**Exercise goal**:
The required result is a line count: how many lines in this data hold the word "parsed". Give only that.

**Collected data entries**:

▽

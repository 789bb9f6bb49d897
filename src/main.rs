use clap::Parser;
use snafu::ErrorCompat;

mod args;
mod review;

fn main() {
    let parsed = args::Args::parse();
    if parsed.verbose {
        env_logger::Builder::from_default_env()
            .filter_level(log::LevelFilter::Debug)
            .init();
    } else {
        env_logger::init();
    }

    if let Err(e) = review::run_app(&parsed) {
        eprintln!("An error occurred: {}", e);
        if let Some(bt) = ErrorCompat::backtrace(&e) {
            eprintln!("trace: {}", bt);
        }
        std::process::exit(1);
    }
}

△

**Exercise solution**:
3